▶ _WHAT IS EXPECTED_: Each line of the data must be reproduced as it appears.

──────── MATERIAL FOR THIS EXERCISE

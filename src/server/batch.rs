//! HTTP handlers for batch operations and image uploads.
//!
//! # Endpoints
//!
//! - `GET /batch?keys=a,b` - Fetch many objects as `multipart/mixed`
//! - `POST /batch` - Upload many objects (`keys` + `files` form fields)
//! - `DELETE /batch?keys=a,b` - Delete many objects
//! - `POST /{images-bucket}-upload-images` - Normalize and store images
//!
//! Per-item failures never fail a batch request: the response reports them
//! item by item with a 200 status.

use axum::{
    extract::{multipart::MultipartRejection, Multipart, Query, State},
    http::{header, StatusCode},
    response::{IntoResponse, Response},
    Json,
};
use serde::{Deserialize, Serialize};

use super::handlers::{log_error, AppState};
use crate::batch::{
    assemble_fetch, BatchItem, BatchKind, ImageUploadError, ImageUploadSummary, MutationSummary,
    UploadForm,
};
use crate::error::RequestError;
use crate::store::{split_list, BlobStore};

// =============================================================================
// Request Parameters
// =============================================================================

/// Query parameters for batch fetch and delete.
#[derive(Debug, Deserialize)]
pub struct BatchQueryParams {
    /// Comma-separated object keys
    #[serde(default)]
    pub keys: Option<String>,
}

impl BatchQueryParams {
    /// The requested keys, in order.
    ///
    /// Blank entries are kept so results line up with the request; a list
    /// with no usable key at all is rejected.
    pub fn keys(&self) -> Result<Vec<String>, RequestError> {
        let raw = self
            .keys
            .as_deref()
            .filter(|k| !k.trim().is_empty())
            .ok_or(RequestError::MissingField {
                field: "keys",
                hint: "e.g. ?keys=a.jpg,b.jpg",
            })?;
        parse_keys(raw)
    }
}

fn parse_keys(raw: &str) -> Result<Vec<String>, RequestError> {
    let keys = split_list(raw);
    if keys.iter().all(|k| k.is_empty()) {
        return Err(RequestError::NoKeys);
    }
    Ok(keys)
}

// =============================================================================
// Batch Handlers
// =============================================================================

/// Handle batch fetch requests.
///
/// # Endpoint
///
/// `GET /batch?keys=a.jpg,b.jpg`
///
/// # Response
///
/// `200 OK` with a `multipart/mixed` body holding one part per object that
/// could be read. Each part carries
/// `Content-Disposition: form-data; name="<key>"; filename="<key>"` and the
/// object's `Content-Type`. Missing objects are left out.
pub async fn batch_fetch_handler<S: BlobStore + 'static>(
    State(state): State<AppState<S>>,
    Query(query): Query<BatchQueryParams>,
) -> Result<Response, RequestError> {
    let items = query.keys()?.into_iter().map(BatchItem::keyed).collect();

    let deadline = state.timeouts.batch.deadline(BatchKind::Fetch);
    let outcome = state.executor().run(BatchKind::Fetch, items, deadline).await;
    let body = assemble_fetch(outcome);

    Ok((
        StatusCode::OK,
        [(header::CONTENT_TYPE, body.content_type())],
        body.body,
    )
        .into_response())
}

/// Handle batch upload requests.
///
/// # Endpoint
///
/// `POST /batch` with `multipart/form-data`:
///
/// - `keys`: comma-separated object keys
/// - `files` (or `file`): one file per key, in the same order
///
/// # Response
///
/// `200 OK` with `{"uploaded": [{"key": "...", "ok": true}, ...]}`
///
/// # Errors
///
/// - `400 Bad Request`: not multipart, missing `keys`, or key/file count mismatch
pub async fn batch_upload_handler<S: BlobStore + 'static>(
    State(state): State<AppState<S>>,
    multipart: Result<Multipart, MultipartRejection>,
) -> Result<Json<MutationSummary>, RequestError> {
    let form = UploadForm::read(multipart).await?;

    let raw_keys = form.value("keys").ok_or(RequestError::MissingField {
        field: "keys",
        hint: "comma-separated object keys",
    })?;
    let keys = split_list(raw_keys);

    let mut files: Vec<_> = form.files_named("files").collect();
    if files.is_empty() {
        files = form.files_named("file").collect();
    }
    if files.len() != keys.len() {
        return Err(RequestError::CountMismatch {
            keys: keys.len(),
            files: files.len(),
        });
    }

    let items = keys
        .into_iter()
        .zip(files)
        .map(|(key, file)| {
            BatchItem::upload(
                key,
                file.data.clone(),
                file.content_type.as_deref().unwrap_or(""),
            )
        })
        .collect();

    let deadline = state.timeouts.batch.deadline(BatchKind::Upload);
    let outcome = state.executor().run(BatchKind::Upload, items, deadline).await;

    Ok(Json(MutationSummary::uploaded(&outcome)))
}

/// Handle batch delete requests.
///
/// # Endpoint
///
/// `DELETE /batch?keys=a.jpg,b.jpg`
///
/// # Response
///
/// `200 OK` with `{"deleted": [{"key": "...", "ok": true}, ...]}`. Keys that
/// did not exist are reported as deleted.
pub async fn batch_delete_handler<S: BlobStore + 'static>(
    State(state): State<AppState<S>>,
    Query(query): Query<BatchQueryParams>,
) -> Result<Json<MutationSummary>, RequestError> {
    let items = query.keys()?.into_iter().map(BatchItem::keyed).collect();

    let deadline = state.timeouts.batch.deadline(BatchKind::Delete);
    let outcome = state.executor().run(BatchKind::Delete, items, deadline).await;

    Ok(Json(MutationSummary::deleted(&outcome)))
}

// =============================================================================
// Image Upload
// =============================================================================

/// Body of a failed image upload.
#[derive(Debug, Serialize)]
pub struct MessageResponse {
    pub msg: String,
}

/// Errors of the image upload endpoint.
#[derive(Debug)]
pub enum UploadImagesError {
    /// The form could not be read
    Form(RequestError),

    /// The job rejected the form or failed
    Job(ImageUploadError),
}

impl From<RequestError> for UploadImagesError {
    fn from(err: RequestError) -> Self {
        UploadImagesError::Form(err)
    }
}

impl From<ImageUploadError> for UploadImagesError {
    fn from(err: ImageUploadError) -> Self {
        UploadImagesError::Job(err)
    }
}

impl IntoResponse for UploadImagesError {
    fn into_response(self) -> Response {
        let (status, error_type, msg) = match &self {
            UploadImagesError::Form(err) => (
                StatusCode::BAD_REQUEST,
                "invalid_form",
                format!("upload images: {}", err),
            ),
            UploadImagesError::Job(err) if err.is_client_error() => {
                (StatusCode::BAD_REQUEST, "invalid_form", err.to_string())
            }
            UploadImagesError::Job(err) => (
                StatusCode::INTERNAL_SERVER_ERROR,
                "upload_images_failed",
                err.to_string(),
            ),
        };

        log_error(status, error_type, &msg);
        (status, Json(MessageResponse { msg })).into_response()
    }
}

/// Handle image upload requests.
///
/// # Endpoint
///
/// `POST /{images-bucket}-upload-images` with `multipart/form-data`:
///
/// - `userId`, `folder`: required
/// - `files` / `file` / `binary`: images to store
/// - `imgPathsToDelete`: comma-separated paths to remove
/// - placement metadata (`newSources`, `attachedFiles`, `imgPaths`, `ids`,
///   filename fields, ...), see [`crate::batch::FormContext`]
///
/// # Response
///
/// `200 OK` with `{"inserted": [{"id": "...", "img_path": "..."}], "deleted": [...]}`
///
/// # Errors
///
/// - `400 Bad Request`: unreadable form, missing `userId` or `folder`
/// - `500 Internal Server Error`: an upload or delete failed
pub async fn upload_images_handler<S: BlobStore + 'static>(
    State(state): State<AppState<S>>,
    multipart: Result<Multipart, MultipartRejection>,
) -> Result<Json<ImageUploadSummary>, UploadImagesError> {
    let form = UploadForm::read(multipart).await?;
    let summary = state.image_job().run(form).await?;
    Ok(Json(summary))
}

// =============================================================================
// Tests
// =============================================================================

────────────────

▶ _WRITTEN SOLUTION_:
filename src/server/batch.rs
//! HTTP handlers for batch operations and image uploads.
//!
//! # Endpoints
//!
//! - `GET /batch?keys=a,b` - Fetch many objects as `multipart/mixed`
//! - `POST /batch` - Upload many objects (`keys` + `files` form fields)
//! - `DELETE /batch?keys=a,b` - Delete many objects
//! - `POST /{images-bucket}-upload-images` - Normalize and store images
//!
//! Per-item failures never fail a batch request: the response reports them
//! item by item with a 200 status.

use axum::{
    extract::{multipart::MultipartRejection, Multipart, Query, State},
    http::{header, StatusCode},
    response::{IntoResponse, Response},
    Json,
};
use serde::{Deserialize, Serialize};

use super::handlers::{log_error, AppState};
use crate::batch::{
    assemble_fetch, BatchItem, BatchKind, ImageUploadError, ImageUploadSummary, MutationSummary,
    UploadForm,
};
use crate::error::RequestError;
use crate::store::{split_list, BlobStore};

// =============================================================================
// Request Parameters
// =============================================================================

/// Query parameters for batch fetch and delete.
#[derive(Debug, Deserialize)]
pub struct BatchQueryParams {
    /// Comma-separated object keys
    #[serde(default)]
    pub keys: Option<String>,
}

impl BatchQueryParams {
    /// The requested keys, in order.
    ///
    /// Blank entries are kept so results line up with the request; a list
    /// with no usable key at all is rejected.
    pub fn keys(&self) -> Result<Vec<String>, RequestError> {
        let raw = self
            .keys
            .as_deref()
            .filter(|k| !k.trim().is_empty())
            .ok_or(RequestError::MissingField {
                field: "keys",
                hint: "e.g. ?keys=a.jpg,b.jpg",
            })?;
        parse_keys(raw)
    }
}

fn parse_keys(raw: &str) -> Result<Vec<String>, RequestError> {
    let keys = split_list(raw);
    if keys.iter().all(|k| k.is_empty()) {
        return Err(RequestError::NoKeys);
    }
    Ok(keys)
}

// =============================================================================
// Batch Handlers
// =============================================================================

/// Handle batch fetch requests.
///
/// # Endpoint
///
/// `GET /batch?keys=a.jpg,b.jpg`
///
/// # Response
///
/// `200 OK` with a `multipart/mixed` body holding one part per object that
/// could be read. Each part carries
/// `Content-Disposition: form-data; name="<key>"; filename="<key>"` and the
/// object's `Content-Type`. Missing objects are left out.
pub async fn batch_fetch_handler<S: BlobStore + 'static>(
    State(state): State<AppState<S>>,
    Query(query): Query<BatchQueryParams>,
) -> Result<Response, RequestError> {
    let items = query.keys()?.into_iter().map(BatchItem::keyed).collect();

    let deadline = state.timeouts.batch.deadline(BatchKind::Fetch);
    let outcome = state.executor().run(BatchKind::Fetch, items, deadline).await;
    let body = assemble_fetch(outcome);

    Ok((
        StatusCode::OK,
        [(header::CONTENT_TYPE, body.content_type())],
        body.body,
    )
        .into_response())
}

/// Handle batch upload requests.
///
/// # Endpoint
///
/// `POST /batch` with `multipart/form-data`:
///
/// - `keys`: comma-separated object keys
/// - `files` (or `file`): one file per key, in the same order
///
/// # Response
///
/// `200 OK` with `{"uploaded": [{"key": "...", "ok": true}, ...]}`
///
/// # Errors
///
/// - `400 Bad Request`: not multipart, missing `keys`, or key/file count mismatch
pub async fn batch_upload_handler<S: BlobStore + 'static>(
    State(state): State<AppState<S>>,
    multipart: Result<Multipart, MultipartRejection>,
) -> Result<Json<MutationSummary>, RequestError> {
    let form = UploadForm::read(multipart).await?;

    let raw_keys = form.value("keys").ok_or(RequestError::MissingField {
        field: "keys",
        hint: "comma-separated object keys",
    })?;
    let keys = split_list(raw_keys);

    let mut files: Vec<_> = form.files_named("files").collect();
    if files.is_empty() {
        files = form.files_named("file").collect();
    }
    if files.len() != keys.len() {
        return Err(RequestError::CountMismatch {
            keys: keys.len(),
            files: files.len(),
        });
    }

    let items = keys
        .into_iter()
        .zip(files)
        .map(|(key, file)| {
            BatchItem::upload(
                key,
                file.data.clone(),
                file.content_type.as_deref().unwrap_or(""),
            )
        })
        .collect();

    let deadline = state.timeouts.batch.deadline(BatchKind::Upload);
    let outcome = state.executor().run(BatchKind::Upload, items, deadline).await;

    Ok(Json(MutationSummary::uploaded(&outcome)))
}

/// Handle batch delete requests.
///
/// # Endpoint
///
/// `DELETE /batch?keys=a.jpg,b.jpg`
///
/// # Response
///
/// `200 OK` with `{"deleted": [{"key": "...", "ok": true}, ...]}`. Keys that
/// did not exist are reported as deleted.
pub async fn batch_delete_handler<S: BlobStore + 'static>(
    State(state): State<AppState<S>>,
    Query(query): Query<BatchQueryParams>,
) -> Result<Json<MutationSummary>, RequestError> {
    let items = query.keys()?.into_iter().map(BatchItem::keyed).collect();

    let deadline = state.timeouts.batch.deadline(BatchKind::Delete);
    let outcome = state.executor().run(BatchKind::Delete, items, deadline).await;

    Ok(Json(MutationSummary::deleted(&outcome)))
}

// =============================================================================
// Image Upload
// =============================================================================

/// Body of a failed image upload.
#[derive(Debug, Serialize)]
pub struct MessageResponse {
    pub msg: String,
}

/// Errors of the image upload endpoint.
#[derive(Debug)]
pub enum UploadImagesError {
    /// The form could not be read
    Form(RequestError),

    /// The job rejected the form or failed
    Job(ImageUploadError),
}

impl From<RequestError> for UploadImagesError {
    fn from(err: RequestError) -> Self {
        UploadImagesError::Form(err)
    }
}

impl From<ImageUploadError> for UploadImagesError {
    fn from(err: ImageUploadError) -> Self {
        UploadImagesError::Job(err)
    }
}

impl IntoResponse for UploadImagesError {
    fn into_response(self) -> Response {
        let (status, error_type, msg) = match &self {
            UploadImagesError::Form(err) => (
                StatusCode::BAD_REQUEST,
                "invalid_form",
                format!("upload images: {}", err),
            ),
            UploadImagesError::Job(err) if err.is_client_error() => {
                (StatusCode::BAD_REQUEST, "invalid_form", err.to_string())
            }
            UploadImagesError::Job(err) => (
                StatusCode::INTERNAL_SERVER_ERROR,
                "upload_images_failed",
                err.to_string(),
            ),
        };

        log_error(status, error_type, &msg);
        (status, Json(MessageResponse { msg })).into_response()
    }
}

/// Handle image upload requests.
///
/// # Endpoint
///
/// `POST /{images-bucket}-upload-images` with `multipart/form-data`:
///
/// - `userId`, `folder`: required
/// - `files` / `file` / `binary`: images to store
/// - `imgPathsToDelete`: comma-separated paths to remove
/// - placement metadata (`newSources`, `attachedFiles`, `imgPaths`, `ids`,
///   filename fields, ...), see [`crate::batch::FormContext`]
///
/// # Response
///
/// `200 OK` with `{"inserted": [{"id": "...", "img_path": "..."}], "deleted": [...]}`
///
/// # Errors
///
/// - `400 Bad Request`: unreadable form, missing `userId` or `folder`
/// - `500 Internal Server Error`: an upload or delete failed
pub async fn upload_images_handler<S: BlobStore + 'static>(
    State(state): State<AppState<S>>,
    multipart: Result<Multipart, MultipartRejection>,
) -> Result<Json<ImageUploadSummary>, UploadImagesError> {
    let form = UploadForm::read(multipart).await?;
    let summary = state.image_job().run(form).await?;
    Ok(Json(summary))
}

// =============================================================================
// Tests
// =============================================================================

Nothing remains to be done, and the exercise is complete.